[[ Working data, beginning ]]

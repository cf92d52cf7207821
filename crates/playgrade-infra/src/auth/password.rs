//! Account password hashing.
//!
//! Registration and password changes store an Argon2id PHC string in
//! `users.password_hash`. Login and the current-password check on
//! `PATCH /users/{id}/password` verify against it.

use argon2::password_hash::{self, PasswordHash, PasswordHasher, PasswordVerifier, SaltString};
use argon2::{Argon2, password_hash::rand_core::OsRng};

use playgrade_core::ports::{AuthError, PasswordService};

/// Hashes account passwords with Argon2id and a fresh random salt per hash.
pub struct Argon2PasswordService {
    hasher: Argon2<'static>,
}

impl Argon2PasswordService {
    pub fn new() -> Self {
        Self {
            hasher: Argon2::default(),
        }
    }
}

impl Default for Argon2PasswordService {
    fn default() -> Self {
        Self::new()
    }
}

fn hashing_error(e: password_hash::Error) -> AuthError {
    AuthError::HashingError(e.to_string())
}

impl PasswordService for Argon2PasswordService {
    fn hash(&self, password: &str) -> Result<String, AuthError> {
        let salt = SaltString::generate(&mut OsRng);
        let stored = self
            .hasher
            .hash_password(password.as_bytes(), &salt)
            .map_err(hashing_error)?;
        Ok(stored.to_string())
    }

    /// `Ok(false)` only for a wrong password. A stored value that is not a
    /// usable PHC string is an error, so a corrupted account row surfaces
    /// as a 500 instead of a silent login failure.
    fn verify(&self, password: &str, stored: &str) -> Result<bool, AuthError> {
        let parsed = PasswordHash::new(stored).map_err(|e| {
            tracing::error!(error = %e, "Stored password hash is malformed");
            hashing_error(e)
        })?;

        match self.hasher.verify_password(password.as_bytes(), &parsed) {
            Ok(()) => Ok(true),
            Err(password_hash::Error::Password) => Ok(false),
            Err(e) => Err(hashing_error(e)),
        }
    }
}
//! # Play Grade API Server
//!
//! Actix-web application for the Play Grade community: accounts, posts with
//! images, replies, likes and follows. The binary in `main.rs` wires this
//! library to a listening socket.

pub mod config;
pub mod handlers;
pub mod middleware;
pub mod observability;
pub mod state;
pub mod telemetry;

[[ Working data, end ]]

Your goal: Give back, word for word, the lines from the one with "pub mod handlers;" through the last line of the entries, both included, and no other line.

Answer for this exercise:
pub mod handlers;
pub mod middleware;
pub mod observability;
pub mod state;
pub mod telemetry;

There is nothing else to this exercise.